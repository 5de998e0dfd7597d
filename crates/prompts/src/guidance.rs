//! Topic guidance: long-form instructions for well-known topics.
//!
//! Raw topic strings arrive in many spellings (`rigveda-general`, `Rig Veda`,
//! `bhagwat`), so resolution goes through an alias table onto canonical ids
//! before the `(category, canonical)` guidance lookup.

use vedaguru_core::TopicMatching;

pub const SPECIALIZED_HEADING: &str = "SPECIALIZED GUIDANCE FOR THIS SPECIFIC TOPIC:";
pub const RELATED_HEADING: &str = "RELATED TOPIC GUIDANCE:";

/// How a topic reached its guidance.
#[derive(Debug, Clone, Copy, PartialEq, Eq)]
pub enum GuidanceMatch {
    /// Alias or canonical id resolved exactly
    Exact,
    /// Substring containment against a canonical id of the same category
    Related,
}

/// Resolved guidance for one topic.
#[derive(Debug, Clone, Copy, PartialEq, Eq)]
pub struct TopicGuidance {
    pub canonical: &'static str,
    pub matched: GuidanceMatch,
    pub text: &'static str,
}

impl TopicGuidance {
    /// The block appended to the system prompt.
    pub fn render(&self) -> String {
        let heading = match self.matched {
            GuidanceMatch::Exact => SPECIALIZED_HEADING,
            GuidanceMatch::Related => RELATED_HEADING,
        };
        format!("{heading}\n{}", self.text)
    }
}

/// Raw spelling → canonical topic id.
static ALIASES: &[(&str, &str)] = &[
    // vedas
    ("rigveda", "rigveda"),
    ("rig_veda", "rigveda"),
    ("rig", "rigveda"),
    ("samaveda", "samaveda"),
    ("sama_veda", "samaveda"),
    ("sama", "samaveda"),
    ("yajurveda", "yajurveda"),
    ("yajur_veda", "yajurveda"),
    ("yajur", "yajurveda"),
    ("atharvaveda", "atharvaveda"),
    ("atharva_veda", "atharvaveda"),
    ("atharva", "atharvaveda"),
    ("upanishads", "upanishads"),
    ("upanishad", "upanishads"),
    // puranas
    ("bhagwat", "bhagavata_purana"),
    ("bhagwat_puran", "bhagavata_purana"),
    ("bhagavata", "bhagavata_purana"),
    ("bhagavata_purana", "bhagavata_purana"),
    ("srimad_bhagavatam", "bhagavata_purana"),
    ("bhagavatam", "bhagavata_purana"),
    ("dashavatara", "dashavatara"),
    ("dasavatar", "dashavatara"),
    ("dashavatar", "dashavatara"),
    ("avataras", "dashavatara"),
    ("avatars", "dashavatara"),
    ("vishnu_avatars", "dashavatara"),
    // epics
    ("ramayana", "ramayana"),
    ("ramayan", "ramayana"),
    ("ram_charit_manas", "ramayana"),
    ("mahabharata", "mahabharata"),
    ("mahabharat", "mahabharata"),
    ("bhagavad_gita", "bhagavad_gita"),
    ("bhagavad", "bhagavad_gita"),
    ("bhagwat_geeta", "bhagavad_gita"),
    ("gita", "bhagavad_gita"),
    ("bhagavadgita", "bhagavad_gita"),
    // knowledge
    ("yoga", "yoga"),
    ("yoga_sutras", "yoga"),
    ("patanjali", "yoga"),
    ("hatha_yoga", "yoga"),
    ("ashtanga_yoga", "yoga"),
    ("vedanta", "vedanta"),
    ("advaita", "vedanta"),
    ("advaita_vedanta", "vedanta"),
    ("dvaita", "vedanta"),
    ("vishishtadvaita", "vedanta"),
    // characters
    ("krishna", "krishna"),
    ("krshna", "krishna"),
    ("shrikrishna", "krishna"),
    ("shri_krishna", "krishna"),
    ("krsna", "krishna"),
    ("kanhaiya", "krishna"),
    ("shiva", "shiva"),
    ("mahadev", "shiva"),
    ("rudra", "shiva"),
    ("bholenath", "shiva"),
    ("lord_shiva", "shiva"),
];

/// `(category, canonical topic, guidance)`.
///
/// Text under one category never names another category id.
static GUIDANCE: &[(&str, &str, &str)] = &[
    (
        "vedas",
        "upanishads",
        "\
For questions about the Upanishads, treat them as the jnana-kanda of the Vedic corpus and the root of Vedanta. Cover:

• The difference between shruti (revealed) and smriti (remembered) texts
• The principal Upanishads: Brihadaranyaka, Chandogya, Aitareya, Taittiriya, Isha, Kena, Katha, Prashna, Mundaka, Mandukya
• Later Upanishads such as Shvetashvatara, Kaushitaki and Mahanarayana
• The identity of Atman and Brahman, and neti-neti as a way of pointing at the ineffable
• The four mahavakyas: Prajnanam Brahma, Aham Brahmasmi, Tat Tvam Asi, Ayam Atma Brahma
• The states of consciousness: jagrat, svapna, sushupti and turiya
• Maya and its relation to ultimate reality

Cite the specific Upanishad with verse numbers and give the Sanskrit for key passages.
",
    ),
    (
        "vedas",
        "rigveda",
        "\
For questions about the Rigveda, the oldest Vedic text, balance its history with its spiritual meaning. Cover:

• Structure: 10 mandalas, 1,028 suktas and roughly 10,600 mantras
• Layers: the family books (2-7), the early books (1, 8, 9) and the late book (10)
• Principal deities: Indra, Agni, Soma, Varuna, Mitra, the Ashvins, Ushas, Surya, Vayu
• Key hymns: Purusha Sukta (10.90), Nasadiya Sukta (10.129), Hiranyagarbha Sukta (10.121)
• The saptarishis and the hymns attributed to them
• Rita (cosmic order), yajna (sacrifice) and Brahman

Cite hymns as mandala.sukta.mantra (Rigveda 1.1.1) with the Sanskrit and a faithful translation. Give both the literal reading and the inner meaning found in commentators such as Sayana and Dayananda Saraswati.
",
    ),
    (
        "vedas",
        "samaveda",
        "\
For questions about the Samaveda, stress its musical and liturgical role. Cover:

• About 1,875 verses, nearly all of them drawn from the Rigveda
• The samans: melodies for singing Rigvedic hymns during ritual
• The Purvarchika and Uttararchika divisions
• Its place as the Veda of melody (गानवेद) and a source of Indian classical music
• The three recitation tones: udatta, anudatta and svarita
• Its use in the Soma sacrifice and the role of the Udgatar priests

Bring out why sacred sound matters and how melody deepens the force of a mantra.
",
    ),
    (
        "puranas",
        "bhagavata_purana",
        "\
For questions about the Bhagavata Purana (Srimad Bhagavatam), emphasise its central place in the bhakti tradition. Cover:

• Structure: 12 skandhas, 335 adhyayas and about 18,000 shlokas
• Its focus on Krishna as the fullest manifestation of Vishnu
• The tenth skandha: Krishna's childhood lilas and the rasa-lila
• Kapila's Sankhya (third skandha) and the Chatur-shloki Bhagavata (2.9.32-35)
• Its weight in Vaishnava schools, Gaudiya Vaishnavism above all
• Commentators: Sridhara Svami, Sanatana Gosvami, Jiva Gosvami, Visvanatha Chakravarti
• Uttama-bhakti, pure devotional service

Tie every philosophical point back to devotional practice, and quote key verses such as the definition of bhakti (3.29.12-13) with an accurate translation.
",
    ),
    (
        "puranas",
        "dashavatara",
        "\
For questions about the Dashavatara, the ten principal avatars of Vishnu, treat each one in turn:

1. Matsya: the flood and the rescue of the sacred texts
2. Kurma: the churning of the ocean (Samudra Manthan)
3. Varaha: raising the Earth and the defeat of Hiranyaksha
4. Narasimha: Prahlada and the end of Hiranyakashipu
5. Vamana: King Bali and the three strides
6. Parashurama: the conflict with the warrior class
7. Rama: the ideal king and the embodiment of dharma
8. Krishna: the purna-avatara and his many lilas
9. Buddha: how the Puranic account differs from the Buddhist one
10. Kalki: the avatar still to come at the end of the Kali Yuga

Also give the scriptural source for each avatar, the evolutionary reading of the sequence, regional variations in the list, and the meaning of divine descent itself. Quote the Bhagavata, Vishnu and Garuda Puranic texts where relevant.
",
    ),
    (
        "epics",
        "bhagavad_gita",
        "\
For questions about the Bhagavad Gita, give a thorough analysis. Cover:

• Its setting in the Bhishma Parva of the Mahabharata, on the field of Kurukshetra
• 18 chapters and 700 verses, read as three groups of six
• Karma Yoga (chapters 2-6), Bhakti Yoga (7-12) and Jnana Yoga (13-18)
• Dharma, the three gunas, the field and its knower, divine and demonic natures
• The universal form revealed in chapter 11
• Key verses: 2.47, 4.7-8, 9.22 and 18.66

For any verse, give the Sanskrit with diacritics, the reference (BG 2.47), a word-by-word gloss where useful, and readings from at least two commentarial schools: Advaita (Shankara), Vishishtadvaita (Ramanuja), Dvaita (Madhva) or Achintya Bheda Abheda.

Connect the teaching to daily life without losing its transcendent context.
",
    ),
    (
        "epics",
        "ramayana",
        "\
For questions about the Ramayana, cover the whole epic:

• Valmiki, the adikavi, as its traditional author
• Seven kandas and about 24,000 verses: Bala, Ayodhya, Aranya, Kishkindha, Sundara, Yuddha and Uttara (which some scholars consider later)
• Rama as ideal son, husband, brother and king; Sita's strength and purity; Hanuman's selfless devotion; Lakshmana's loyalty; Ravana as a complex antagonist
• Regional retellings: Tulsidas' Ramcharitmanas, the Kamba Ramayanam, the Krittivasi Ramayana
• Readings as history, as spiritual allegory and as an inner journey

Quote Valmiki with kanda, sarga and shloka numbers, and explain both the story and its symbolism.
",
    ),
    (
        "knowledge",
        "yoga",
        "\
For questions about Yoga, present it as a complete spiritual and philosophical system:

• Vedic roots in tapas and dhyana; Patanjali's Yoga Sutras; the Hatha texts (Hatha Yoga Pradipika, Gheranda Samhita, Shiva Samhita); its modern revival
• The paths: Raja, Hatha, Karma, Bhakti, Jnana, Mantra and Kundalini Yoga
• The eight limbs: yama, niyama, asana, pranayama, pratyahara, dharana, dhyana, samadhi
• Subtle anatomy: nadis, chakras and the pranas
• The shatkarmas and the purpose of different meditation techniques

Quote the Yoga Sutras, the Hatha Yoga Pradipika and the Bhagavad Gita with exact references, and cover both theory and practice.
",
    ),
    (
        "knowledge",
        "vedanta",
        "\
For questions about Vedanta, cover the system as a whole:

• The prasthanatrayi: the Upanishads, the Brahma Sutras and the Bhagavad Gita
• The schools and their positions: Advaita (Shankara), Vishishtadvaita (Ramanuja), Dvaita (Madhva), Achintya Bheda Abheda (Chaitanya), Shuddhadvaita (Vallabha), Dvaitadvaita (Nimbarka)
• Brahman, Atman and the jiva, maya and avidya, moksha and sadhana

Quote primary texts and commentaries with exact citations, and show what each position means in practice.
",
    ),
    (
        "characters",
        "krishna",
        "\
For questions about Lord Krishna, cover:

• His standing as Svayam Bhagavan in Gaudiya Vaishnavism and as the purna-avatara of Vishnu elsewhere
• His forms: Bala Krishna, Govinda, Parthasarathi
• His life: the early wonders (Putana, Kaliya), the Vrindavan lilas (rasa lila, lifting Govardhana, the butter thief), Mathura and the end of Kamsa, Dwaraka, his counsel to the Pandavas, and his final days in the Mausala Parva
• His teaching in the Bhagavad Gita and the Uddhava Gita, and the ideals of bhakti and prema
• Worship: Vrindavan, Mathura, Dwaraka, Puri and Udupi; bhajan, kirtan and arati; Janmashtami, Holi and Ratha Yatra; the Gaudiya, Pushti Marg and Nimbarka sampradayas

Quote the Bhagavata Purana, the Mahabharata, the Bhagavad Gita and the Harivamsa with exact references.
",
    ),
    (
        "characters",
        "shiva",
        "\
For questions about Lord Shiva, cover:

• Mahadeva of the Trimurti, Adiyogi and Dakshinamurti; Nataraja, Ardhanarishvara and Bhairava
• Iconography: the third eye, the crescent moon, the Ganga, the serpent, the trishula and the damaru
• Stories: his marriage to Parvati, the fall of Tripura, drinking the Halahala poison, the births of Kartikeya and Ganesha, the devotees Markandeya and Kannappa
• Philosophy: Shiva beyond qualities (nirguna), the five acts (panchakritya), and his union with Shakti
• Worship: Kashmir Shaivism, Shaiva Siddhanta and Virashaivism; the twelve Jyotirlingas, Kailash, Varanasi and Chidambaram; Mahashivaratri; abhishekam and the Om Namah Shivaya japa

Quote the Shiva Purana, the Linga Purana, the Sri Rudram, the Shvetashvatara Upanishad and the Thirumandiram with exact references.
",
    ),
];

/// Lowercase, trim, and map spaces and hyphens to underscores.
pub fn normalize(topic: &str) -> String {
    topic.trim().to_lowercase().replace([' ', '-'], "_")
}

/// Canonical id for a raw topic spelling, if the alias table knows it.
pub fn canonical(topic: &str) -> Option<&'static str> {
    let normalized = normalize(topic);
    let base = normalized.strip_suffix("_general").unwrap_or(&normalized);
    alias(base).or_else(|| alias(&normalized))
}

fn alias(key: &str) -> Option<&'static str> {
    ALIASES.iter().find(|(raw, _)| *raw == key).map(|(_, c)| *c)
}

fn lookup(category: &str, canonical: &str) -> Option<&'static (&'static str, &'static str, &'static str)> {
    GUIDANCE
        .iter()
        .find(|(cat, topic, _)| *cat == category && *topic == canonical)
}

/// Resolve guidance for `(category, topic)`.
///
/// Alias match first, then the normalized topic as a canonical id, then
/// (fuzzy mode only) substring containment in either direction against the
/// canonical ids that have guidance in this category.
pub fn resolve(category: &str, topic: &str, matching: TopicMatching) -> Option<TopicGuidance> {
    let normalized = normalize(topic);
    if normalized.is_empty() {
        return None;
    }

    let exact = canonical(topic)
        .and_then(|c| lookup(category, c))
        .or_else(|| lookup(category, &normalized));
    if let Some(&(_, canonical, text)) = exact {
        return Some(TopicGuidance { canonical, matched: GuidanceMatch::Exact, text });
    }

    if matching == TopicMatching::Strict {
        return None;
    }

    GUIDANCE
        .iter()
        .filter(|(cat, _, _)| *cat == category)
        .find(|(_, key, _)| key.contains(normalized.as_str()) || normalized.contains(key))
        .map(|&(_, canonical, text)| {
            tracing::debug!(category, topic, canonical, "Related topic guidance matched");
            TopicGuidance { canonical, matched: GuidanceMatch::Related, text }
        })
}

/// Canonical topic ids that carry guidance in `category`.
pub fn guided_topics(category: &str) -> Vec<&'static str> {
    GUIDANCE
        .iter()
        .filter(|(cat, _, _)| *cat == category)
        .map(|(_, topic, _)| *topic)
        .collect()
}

▸ **REQUIREMENT**: Reproduce the records above exactly, from the first line to the line that holds "Raw topic strings", inclusive, and omit everything after it.

▸ **EXERCISE SOLUTION**:
repository 5de998e0dfd7597d
filename crates/prompts/src/guidance.rs
//! Topic guidance: long-form instructions for well-known topics.
//!
//! Raw topic strings arrive in many spellings (`rigveda-general`, `Rig Veda`,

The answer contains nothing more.